I dati epidemiologici mostrano un continuo aumento della diffusione del diabete mellito nel mondo.  Nel soggetto diabetico, il rischio di insorgenza della malattia renale cronica (MRC) e la sua progressione sino allo stadio terminale rimangono elevati, nonostante le attuali misure di prevenzione e trattamento. Sviluppati e approvati a scopo ipoglicemizzante, gli SGLT2 inibitori hanno mostrato un’inaspettata e sorprendente efficacia cardioprotettiva e nefroprotettiva. Alla base, meccanismi d’azione multipli che trascendono e sono indipendenti dal controllo glicemico. Da ciò l’ipotesi di estendere l’utilizzo di questi farmaci anche ai soggetti con MRC negli stadi più avanzati, inizialmente esclusi in ragione del limitato effetto ipoglicemizzante. Degli effetti favorevoli degli SGLT2 inibitori potrebbero giovarsi anche i non diabetici: soggetti con patologie renali a varia eziologia, scompenso cardiaco, elevato rischio o malattia cardiovascolare conclamata.
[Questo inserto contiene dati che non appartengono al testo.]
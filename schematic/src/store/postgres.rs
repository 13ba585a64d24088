use async_trait::async_trait;
use database::Database;
use model::schematic::Snapshot;
use model::Snowflake;
use std::sync::Arc;

use super::{parse_identifier, SnapshotListing, SnapshotStore};
use crate::error::StoreError;

/// Snapshots kept in the `snapshots` table, one row per source guild.
pub struct PostgresSnapshotStore {
    db: Arc<Database>,
}

impl PostgresSnapshotStore {
    pub fn new(db: Arc<Database>) -> Self {
        Self { db }
    }
}

#[async_trait]
impl SnapshotStore for PostgresSnapshotStore {
    async fn list(&self) -> Result<Vec<SnapshotListing>, StoreError> {
        let headers = self.db.snapshots.list().await?;

        Ok(headers
            .into_iter()
            .map(|header| SnapshotListing {
                identifier: header.source_id.to_string(),
                exported_at: header.exported_at,
                source_id: Snowflake(header.source_id as u64),
            })
            .collect())
    }

    async fn load(&self, identifier: &str) -> Result<Snapshot, StoreError> {
        let source_id = parse_identifier(identifier)?;

        let document = self
            .db
            .snapshots
            .get(source_id)
            .await?
            .ok_or_else(|| StoreError::NotFound(identifier.to_owned()))?;

        serde_json::from_value(document).map_err(|e| StoreError::Corrupt {
            identifier: identifier.to_owned(),
            reason: e.to_string(),
        })
    }

    async fn save(&self, snapshot: &Snapshot) -> Result<String, StoreError> {
        let document = serde_json::to_value(snapshot)?;

        self.db
            .snapshots
            .upsert(
                snapshot.source_id,
                &snapshot.format_version,
                snapshot.exported_at,
                &document,
            )
            .await?;

        Ok(snapshot.source_id.to_string())
    }
}
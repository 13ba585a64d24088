use std::time::Duration;

use dashmap::DashMap;
use model::Snowflake;
use tokio::time::Instant;

use crate::import::ImportScope;
use crate::{Error, Result};

/// The choices a user has made so far in an import flow.
#[derive(Debug, Clone)]
pub struct ImportSession {
    pub snapshot: Option<String>,
    pub scope: Option<ImportScope>,
    pub in_progress: bool,
    pub started_at: Instant,
}

impl ImportSession {
    fn new() -> Self {
        Self {
            snapshot: None,
            scope: None,
            in_progress: false,
            started_at: Instant::now(),
        }
    }

    pub fn is_ready(&self) -> bool {
        self.snapshot.is_some() && self.scope.is_some()
    }
}

/// Import flows keyed by the user driving them. A user has at most one flow, and at most one
/// import running.
#[derive(Default)]
pub struct SessionStore {
    sessions: DashMap<Snowflake, ImportSession>,
}

impl SessionStore {
    pub fn new() -> Self {
        Self::default()
    }

    /// Starts a fresh flow, discarding earlier choices.
    pub fn begin(&self, user: Snowflake) -> Result<()> {
        if self.is_running(user) {
            return Error::ImportInProgress.into();
        }

        self.sessions.insert(user, ImportSession::new());
        Ok(())
    }

    pub fn select_snapshot(&self, user: Snowflake, identifier: &str) -> Result<()> {
        self.update(user, |session| session.snapshot = Some(identifier.to_owned()))
    }

    pub fn select_scope(&self, user: Snowflake, scope: ImportScope) -> Result<()> {
        self.update(user, |session| session.scope = Some(scope))
    }

    /// Marks the flow as running and hands out its choices.
    pub fn start(&self, user: Snowflake) -> Result<(String, ImportScope)> {
        let mut session = match self.sessions.get_mut(&user) {
            Some(session) => session,
            None => return Error::IncompleteSession.into(),
        };

        if session.in_progress {
            return Error::ImportInProgress.into();
        }

        match (session.snapshot.clone(), session.scope) {
            (Some(snapshot), Some(scope)) => {
                session.in_progress = true;
                Ok((snapshot, scope))
            }
            _ => Error::IncompleteSession.into(),
        }
    }

    /// Ends the flow once its import has completed.
    pub fn finish(&self, user: Snowflake) {
        self.sessions.remove(&user);
    }

    /// Abandons the flow. A running import cannot be cancelled.
    pub fn cancel(&self, user: Snowflake) -> bool {
        self.sessions
            .remove_if(&user, |_, session| !session.in_progress)
            .is_some()
    }

    pub fn get(&self, user: Snowflake) -> Option<ImportSession> {
        self.sessions.get(&user).map(|session| session.clone())
    }

    pub fn is_running(&self, user: Snowflake) -> bool {
        self.sessions
            .get(&user)
            .map_or(false, |session| session.in_progress)
    }

    /// Drops idle flows older than `max_age`.
    pub fn purge_stale(&self, max_age: Duration) {
        self.sessions
            .retain(|_, session| session.in_progress || session.started_at.elapsed() < max_age);
    }

    pub fn len(&self) -> usize {
        self.sessions.len()
    }

    pub fn is_empty(&self) -> bool {
        self.sessions.is_empty()
    }

    fn update<F: FnOnce(&mut ImportSession)>(&self, user: Snowflake, f: F) -> Result<()> {
        let mut session = self.sessions.entry(user).or_insert_with(ImportSession::new);
        if session.in_progress {
            return Error::ImportInProgress.into();
        }

        f(&mut *session);
        Ok(())
    }
}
Questi farmaci presentano un buon profilo di sicurezza, anche se sono state registrate diverse segnalazioni di eventi avversi post marketing. Gli studi clinici in corso potranno fornire informazioni più chiare sull’efficacia, il potenziale e la sicurezza di queste molecole. Scopo della presente review è vagliare le evidenze disponibili e le prospettive future degli SGLT2 inibitori, candidati ad un ampio utilizzo nella pratica clinica nefrologica.

Parole chiave: diabete mellito, ipoglicemizzanti orali, SGLT2 inibitori, malattia renale cronica

Introduzione

Il diabete mellito (DM) è una delle patologie più diffuse nel mondo: ne soffre circa l’8,5% della popolazione adulta ed il trend nelle ultime decadi mostra un progressivo aumento dell’incidenza e della prevalenza [1].

La malattia renale cronica (MRC) è frequente complicanza del DM, sia di tipo 1 (DM1) che di tipo 2 (DM2). Si calcola che tra il 40 e il 50% dei soggetti affetti da DM2 sviluppa MRC nell’arco della vita e la sua presenza e severità influenzano significativamente la prognosi [2, 3, 4]. Pochi e dibattuti sono i dati relativi alla progressione del danno renale nel diabetico fino alla malattia renale cronica terminale (ESRD). Le cifre sono sottostimate e inficiate dall’elevata mortalità di questi soggetti, molti dei quali muoiono prima di giungere alla necessità di terapia sostitutiva della funzione renale, soprattutto per patologie cardiovascolari (CV) [5, 6, 7]. Negli Stati Uniti nel 2010 la prevalenza di ESRD tra i diabetici adulti è stata di 20/10.000 [8]. Guardando all’eziopatogenesi, il DM è ormai stabilmente la causa principale dell’ESRD. È da ascrivere al DM il 23% e il 16% dei casi incidenti e prevalenti di ESRD, rispettivamente, secondo il più recente report ERA-EDTA (European Renal Association-European Dialysis and Transplant Association) [9].